While writing the following proposal, I realized that it can’t work for un-nameable types (like generators) but I’ll keep it here in case someone else has an idea.

Immovable types can only be constructed from literals, and placed either on the stack or at a mutable pointer:

struct B;

let b = B{}; // ok

fn a(b: *mut B) {
    unsafe {
        *b = B{}; // also ok

fn a() -> B {
    B{} // not ok for self-referencing structs

This way, a macro can be written to make this a little nicer to use, and any interaction with placement-new is greatly simplified.

Regarding unsafe construction of self-referencing structs: I talked with @jpernst about this, and now understand that currently, borrow-checked self-referencing structs cannot be simply expressed in rust (construction is not the only problem) - that’s what rental is for :slight_smile:. I think that non-borrow-checked self referencing structs can still be useful (using pointers for the self-references).

@jonhoo After my talk with @jpernst, I realized that safe self-referencing structs is a lot bigger of an issue than I thought, and I would like to reduce the scope of this proposal to exclude them (I’m considering changing the title to “Immovable types and minimal self-referencing structs”)

About generators

Since self-referencing structs cannot be simply expressed, I think that immovable generator’s stack values should just be a ‘bag of bytes’ type wise, and transumted on resume. The arguments should be saved in the generated struct as-is. Generators should still be borrow checked before being transformed.
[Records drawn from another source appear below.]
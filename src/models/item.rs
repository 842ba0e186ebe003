// src/models/item.rs

use chrono::{DateTime, NaiveDate, NaiveDateTime, Utc};
use serde::{Deserialize, Deserializer, Serialize, de::DeserializeOwned};
use serde_json::Value;

use crate::{error::AppError, models::kind::ItemKind};

/// A single JSON field as delivered by the content API.
///
/// Text is the expected case. Scalars of other types are kept verbatim so the
/// renderer can pass them through instead of rejecting the whole item.
#[derive(Debug, Clone, PartialEq, Serialize, Deserialize)]
#[serde(untagged)]
pub enum Field {
    Text(String),
    Number(serde_json::Number),
    Flag(bool),
    /// Arrays and objects. Never rendered as markup.
    Compound(Value),
}

impl Field {
    pub fn as_text(&self) -> Option<&str> {
        match self {
            Field::Text(text) => Some(text),
            _ => None,
        }
    }

    /// Empty text, zero and `false` count as missing.
    fn is_blank(&self) -> bool {
        match self {
            Field::Text(text) => text.is_empty(),
            Field::Number(n) => n.as_f64() == Some(0.0),
            Field::Flag(flag) => !flag,
            Field::Compound(_) => false,
        }
    }
}

impl From<&str> for Field {
    fn from(text: &str) -> Self {
        Field::Text(text.to_string())
    }
}

/// Treats `null`, a missing key and a blank value alike.
fn present(field: &Option<Field>) -> Option<&Field> {
    field.as_ref().filter(|f| !f.is_blank())
}

/// One entry of the factsheet or newsletter list.
#[derive(Debug, Clone, Default, PartialEq, Serialize, Deserialize)]
pub struct ContentItem {
    /// Plain text.
    #[serde(default)]
    pub title: Option<Field>,

    /// Rich text (HTML fragment).
    #[serde(default)]
    pub intro: Option<Field>,

    /// `None` when the key is missing or not a list of sections.
    #[serde(default, deserialize_with = "lenient_list")]
    pub sections: Option<Vec<Section>>,

    #[serde(default)]
    pub link: Option<Field>,

    /// RFC 3339 / ISO-8601 text or epoch milliseconds.
    #[serde(default, rename = "createdAt")]
    pub created_at: Option<Field>,
}

impl ContentItem {
    pub fn title(&self) -> Option<&Field> {
        present(&self.title)
    }

    pub fn intro(&self) -> Option<&Field> {
        present(&self.intro)
    }

    pub fn link(&self) -> Option<&Field> {
        present(&self.link)
    }

    pub fn created_at(&self) -> Option<&Field> {
        present(&self.created_at)
    }
}

#[derive(Debug, Clone, Default, PartialEq, Serialize, Deserialize)]
pub struct Section {
    #[serde(default)]
    pub title: Option<Field>,

    /// Rich-text paragraphs; `None` when missing or not a list.
    #[serde(default, deserialize_with = "lenient_list")]
    pub content: Option<Vec<Option<Field>>>,
}

impl Section {
    pub fn title(&self) -> Option<&Field> {
        present(&self.title)
    }
}

/// Decodes a list field, degrading to `None` when the value is not a list.
fn lenient_list<'de, D, T>(deserializer: D) -> Result<Option<Vec<T>>, D::Error>
where
    D: Deserializer<'de>,
    T: DeserializeOwned + Default,
{
    let value = Option::<Value>::deserialize(deserializer)?;
    Ok(value.and_then(|v| match v {
        Value::Array(entries) => Some(decode_entries(entries, "list")),
        _ => None,
    }))
}

/// Decodes each entry on its own; an entry of the wrong shape becomes `T::default()`.
fn decode_entries<T>(entries: Vec<Value>, what: &str) -> Vec<T>
where
    T: DeserializeOwned + Default,
{
    entries
        .into_iter()
        .enumerate()
        .map(|(index, entry)| {
            serde_json::from_value(entry).unwrap_or_else(|e| {
                tracing::warn!("Malformed {} entry at index {}: {}", what, index, e);
                T::default()
            })
        })
        .collect()
}

/// Parses a `createdAt` field into a UTC instant.
pub fn parse_timestamp(field: &Field) -> Option<DateTime<Utc>> {
    match field {
        Field::Text(text) => {
            let text = text.trim();
            if let Ok(dt) = DateTime::parse_from_rfc3339(text) {
                return Some(dt.with_timezone(&Utc));
            }
            if let Ok(naive) = NaiveDateTime::parse_from_str(text, "%Y-%m-%dT%H:%M:%S%.f") {
                return Some(naive.and_utc());
            }
            NaiveDate::parse_from_str(text, "%Y-%m-%d")
                .ok()
                .and_then(|date| date.and_hms_opt(0, 0, 0))
                .map(|naive| naive.and_utc())
        }
        Field::Number(millis) => millis.as_i64().and_then(DateTime::from_timestamp_millis),
        Field::Flag(_) | Field::Compound(_) => None,
    }
}

/// Error body returned by the content API on non-success statuses.
#[derive(Debug, Default, Deserialize)]
pub struct ApiErrorBody {
    #[serde(default)]
    message: Option<Value>,
}

impl ApiErrorBody {
    pub fn message(&self) -> Option<&str> {
        self.message
            .as_ref()
            .and_then(Value::as_str)
            .filter(|m| !m.is_empty())
    }
}

/// Pulls `data.{kind}` out of a success payload.
///
/// A payload without a `{ data: { <kind>: [ ... ] } }` list yields `UnexpectedShape`
/// carrying the whole payload. Entries that are not objects render as default items.
pub fn extract_items(kind: ItemKind, payload: &Value) -> Result<Vec<ContentItem>, AppError> {
    let entries = payload
        .get("data")
        .and_then(|data| data.get(kind.path()))
        .and_then(Value::as_array)
        .ok_or_else(|| AppError::UnexpectedShape(payload.clone()))?;

    Ok(decode_entries(entries.clone(), kind.path()))
}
If the movable-until-observed feature is to be accepted, then they would have to somehow manually trigger it. If stack variable types are to be erased from the type, the compiler should do something to align it.


I’ve had this idea which is similar to the ExplicitMove trait but is more restrictive (The RefMove trait must be implemented when the struct contains field with ref-lifetimes) and is called implicitly. The idea is to apply default move semantics first, but fields which have a ref-lifetime are in an uninitialized state. They must be initialized by the method specified by the RefMove trait.